10 Dec 2007, 12:27 am

I find spoken communication easier if there is a script to follow. Money transactions, everyday greetings/chitchat, anything formulaic, I'm fine.

Having to think on my feet, process new information, hear and remember dates, times and other details: hopeless!

Writing is my preferred medium.



iamnotaparakeet
Veteran
Veteran

User avatar

Joined: 31 Jul 2007
Age: 39
Gender: Male
Posts: 25,091
Location: 0.5 Galactic radius

10 Dec 2007, 7:39 pm

Age1600 wrote:
Anybody else have problems getting what they want to say across?

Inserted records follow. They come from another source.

//! Error types for bedrag

use thiserror::Error;

/// Result type alias using our custom Error type
pub type Result<T> = std::result::Result<T, Error>;

/// Core error types for the RAG pipeline and its service adapters
#[derive(Error, Debug)]
pub enum Error {
    #[error("Embedding service error: {0}")]
    EmbeddingService(String),

    #[error("Dimension mismatch: store holds {expected}-dimensional vectors, got {actual}")]
    DimensionMismatch { expected: usize, actual: usize },

    #[error("Generation service error: {0}")]
    GenerationService(String),

    #[error("Retrieval error: {0}")]
    Retrieval(String),

    #[error("Provider API error: {0}")]
    ProviderApi(String),

    #[error("Authentication error: {0}")]
    Authentication(String),

    #[error("Throttled by provider: {0}")]
    Throttled(String),

    #[error("Service unavailable: {0}")]
    ServiceUnavailable(String),

    #[error("Network error: {0}")]
    Network(String),

    #[error("Timeout error: {0}")]
    Timeout(String),

    #[error("Configuration error: {0}")]
    Configuration(String),

    #[error("Serialization error: {0}")]
    Serialization(String),

    #[error("Invalid input: {0}")]
    InvalidInput(String),

    #[error("IO error: {0}")]
    Io(#[from] std::io::Error),

    #[error(transparent)]
    Other(#[from] anyhow::Error),
}

impl Error {
    /// Wrap any failure as an embedding service error
    pub fn embedding(err: impl std::fmt::Display) -> Self {
        Self::EmbeddingService(err.to_string())
    }

    /// Wrap any failure as a generation service error
    pub fn generation(err: impl std::fmt::Display) -> Self {
        Self::GenerationService(err.to_string())
    }

    /// Transient transport failures that are worth retrying
    pub fn is_retryable(&self) -> bool {
        matches!(
            self,
            Self::Network(_) | Self::Timeout(_) | Self::Throttled(_) | Self::ServiceUnavailable(_)
        )
    }
}

impl From<serde_json::Error> for Error {
    fn from(err: serde_json::Error) -> Self {
        Error::Serialization(err.to_string())
    }
}
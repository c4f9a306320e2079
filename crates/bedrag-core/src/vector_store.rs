//! Vector store trait

use async_trait::async_trait;

use crate::{Document, Result, RetrievalResult};

/// Trait for vector stores (in-memory, or backed by an external vector database)
///
/// This is the only contract the rest of the pipeline depends on.
#[async_trait]
pub trait VectorStore: Send + Sync {
    /// Insert a document with its vector, replacing any entry with the same id
    async fn upsert(&self, document: Document, vector: Vec<f32>) -> Result<()>;

    /// Return the `k` documents most similar to `vector`, best first
    async fn query(&self, vector: &[f32], k: usize) -> Result<RetrievalResult>;

    /// Remove a document; absent ids are ignored
    async fn delete(&self, id: &str) -> Result<()>;

    /// Get a document by ID
    async fn get(&self, id: &str) -> Result<Option<Document>>;

    /// All stored documents in insertion order
    async fn documents(&self) -> Result<Vec<Document>>;

    /// Get the total number of documents
    async fn count(&self) -> Result<usize>;

    /// Clear all documents from the store
    async fn clear(&self) -> Result<()>;
}
use anyhow::{Context, Result};
use clap::{Parser, Subcommand};
use colored::*;
use std::io;
use std::path::PathBuf;
use std::sync::Arc;
use tracing::info;

use bedrag_bedrock::{BedrockClient, BedrockGenerator, TitanEmbedder};
use bedrag_cli::{
    display_banner, format_generation_stats, format_model_list, format_sources, select_model,
    ChatSession, InteractiveSession,
};
use bedrag_core::{logging::init_logging, Embedder, VectorStore};
use bedrag_rag::{
    sample_documents, Answer, CachedEmbedder, DocumentIndexer, HashEmbedder, InMemoryVectorStore,
    RagConfig, RagPipeline,
};

#[derive(Parser)]
#[command(name = "bedrag")]
#[command(about = "Retrieval-Augmented Generation over Amazon Bedrock", version, long_about = None)]
struct Cli {
    /// Log level used when RUST_LOG is not set
    #[arg(long, global = true, default_value = "warn")]
    log_level: String,

    /// Embed with the offline hash embedder instead of Titan
    #[arg(long, global = true)]
    local_embeddings: bool,

    /// Load the knowledge base from this snapshot and save it back on exit
    #[arg(long, global = true)]
    snapshot: Option<PathBuf>,

    #[command(subcommand)]
    command: Option<Commands>,
}

#[derive(Subcommand)]
enum Commands {
    /// Menu-driven session (default)
    Interactive,
    /// Answer one question
    Ask {
        query: String,
        /// Send the bare question without retrieved context
        #[arg(long)]
        no_rag: bool,
        #[arg(long, default_value_t = 3)]
        top_k: usize,
    },
    /// Answer one question with and without retrieved context
    Compare {
        query: String,
        #[arg(long, default_value_t = 3)]
        top_k: usize,
    },
    /// List on-demand chat models
    Models,
    /// Chat with a foundation model
    Chat {
        /// Model id; prompts for a choice when omitted
        #[arg(long)]
        model: Option<String>,
    },
}

struct App {
    pipeline: RagPipeline,
    indexer: DocumentIndexer,
    store: Arc<InMemoryVectorStore>,
}

#[tokio::main]
async fn main() -> Result<()> {
    dotenvy::dotenv().ok();
    let cli = Cli::parse();
    init_logging(&cli.log_level)?;

    let client = Arc::new(BedrockClient::from_env().context("Failed to configure Bedrock client")?);

    match cli.command.as_ref().unwrap_or(&Commands::Interactive) {
        Commands::Interactive => {
            let app = build_app(&cli, client, RagConfig::default()).await?;
            display_banner(&format!(
                "{} documents · embeddings: {}",
                app.store.count().await?,
                app.pipeline.embedder().model_id()
            ));
            let store = app.store.clone();
            let embedder = app.pipeline.embedder().clone();
            InteractiveSession::new(app.pipeline, app.indexer).run().await?;
            save_snapshot(&cli, &store, embedder.model_id())?;
        }
        Commands::Ask { query, no_rag, top_k } => {
            let app = build_app(&cli, client, rag_config(*top_k)).await?;
            if *no_rag {
                print_answer(&app.pipeline.answer_without_rag(query).await?, false);
            } else {
                print_answer(&app.pipeline.answer_with_rag(query).await?, true);
            }
        }
        Commands::Compare { query, top_k } => {
            let app = build_app(&cli, client, rag_config(*top_k)).await?;
            let comparison = app.pipeline.compare(query).await;

            println!("{}", "With RAG".bold().underline());
            match &comparison.with_rag {
                Ok(answer) => print_answer(answer, true),
                Err(e) => println!("{} {}", "✗".red(), e),
            }
            println!();
            println!("{}", "Without RAG".bold().underline());
            match &comparison.without_rag {
                Ok(answer) => print_answer(answer, false),
                Err(e) => println!("{} {}", "✗".red(), e),
            }
        }
        Commands::Models => {
            let models = client.list_chat_models().await?;
            println!("{} ({})", "On-demand chat models".bold(), models.len());
            println!("{}", format_model_list(&models));
        }
        Commands::Chat { model } => {
            let model_id = match model {
                Some(id) => id.clone(),
                None => {
                    let models = client.list_chat_models().await?;
                    let selected = select_model(&models, &mut io::stdin().lock(), &mut io::stdout())?;
                    match selected {
                        Some(model) => model.model_id,
                        None => return Ok(()),
                    }
                }
            };
            let generator = BedrockGenerator::for_model(client, model_id)?;
            ChatSession::new(Arc::new(generator), RagConfig::default().max_tokens)
                .run()
                .await?;
        }
    }

    Ok(())
}

fn rag_config(top_k: usize) -> RagConfig {
    RagConfig {
        top_k,
        ..RagConfig::default()
    }
}

async fn build_app(cli: &Cli, client: Arc<BedrockClient>, config: RagConfig) -> Result<App> {
    let embedder: Arc<dyn Embedder> = if cli.local_embeddings {
        Arc::new(CachedEmbedder::new(HashEmbedder::default()))
    } else {
        Arc::new(CachedEmbedder::new(TitanEmbedder::new(client.clone())))
    };

    let store = match cli.snapshot.as_deref().filter(|path| path.exists()) {
        Some(path) => Arc::new(
            InMemoryVectorStore::load_snapshot_for(path, embedder.model_id())
                .with_context(|| format!("Failed to load snapshot {}", path.display()))?,
        ),
        None => Arc::new(InMemoryVectorStore::new()),
    };

    let indexer = DocumentIndexer::new(embedder.clone(), store.clone());
    if store.count().await? == 0 {
        let result = indexer.index_documents(sample_documents()).await;
        if !result.is_complete() {
            for error in &result.errors {
                eprintln!("{} {}", "⚠️".yellow(), error);
            }
        }
        info!(documents = result.documents_indexed, "seeded knowledge base");
    }

    let generator = Arc::new(BedrockGenerator::new(client)?);
    let pipeline = RagPipeline::new(embedder, store.clone(), generator).with_config(config);

    Ok(App {
        pipeline,
        indexer,
        store,
    })
}

fn save_snapshot(cli: &Cli, store: &InMemoryVectorStore, embedding_model: &str) -> Result<()> {
    if let Some(path) = cli.snapshot.as_deref() {
        store
            .save_snapshot(path, embedding_model)
            .with_context(|| format!("Failed to save snapshot {}", path.display()))?;
        println!("{} Saved knowledge base to {}", "✓".green(), path.display());
    }
    Ok(())
}

fn print_answer(answer: &Answer, show_sources: bool) {
    if show_sources {
        println!("{}", "Retrieved documents:".dimmed());
        println!("{}", format_sources(&answer.sources));
        println!();
    }
    println!("{}", answer.text());
    println!("{}", format_generation_stats(&answer.generation).dimmed());
}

I'm always saying things the wrong way and literally getting in trouble for it. It's one thing around my family (even though even they can get offended they do get over it and accept my apologies mostly) but it is completely different at work (where everything you say can and shall be used against you without any room for mercy.) I have decided that out of the house it is best to just to keep quiet and answer any questions as concisely and as carefully as possible (especially in the work environment where people are constantly trying to entrap you so they can get rid of you.)*

*I am a very paranoid person, so please don't think I mean this in an absolute sense. I feel that there are people who have wished me harm, but not all people and not always.



EvilKimEvil
Veteran
Veteran

User avatar

Joined: 26 Sep 2007
Age: 45
Gender: Female
Posts: 2,671

10 Dec 2007, 7:55 pm

MysteryFan3 wrote:
My thoughts run faster than my mouth, so I've learned to speak slowly. Otherwise, I juxtapose the thoughts I'm saying and confuse the daylights out of people.


Me too.

I also tend to talk too quietly, but if I try to talk more loudly, I over-do it and people think I'm angry. I'd rather be quiet than sound angry.



MattD
Velociraptor
Velociraptor

User avatar

Joined: 2 Dec 2007
Age: 40
Gender: Male
Posts: 423
Location: Australia

10 Dec 2007, 9:19 pm

EvilKimEvil wrote:
MysteryFan3 wrote:
My thoughts run faster than my mouth, so I've learned to speak slowly. Otherwise, I juxtapose the thoughts I'm saying and confuse the daylights out of people.


Me too.

I also tend to talk too quietly, but if I try to talk more loudly, I over-do it and people think I'm angry. I'd rather be quiet than sound angry.


Yep i do that too.

And i mumble sometimes and people dont understand me. Someone once nicknamed me Mumbles.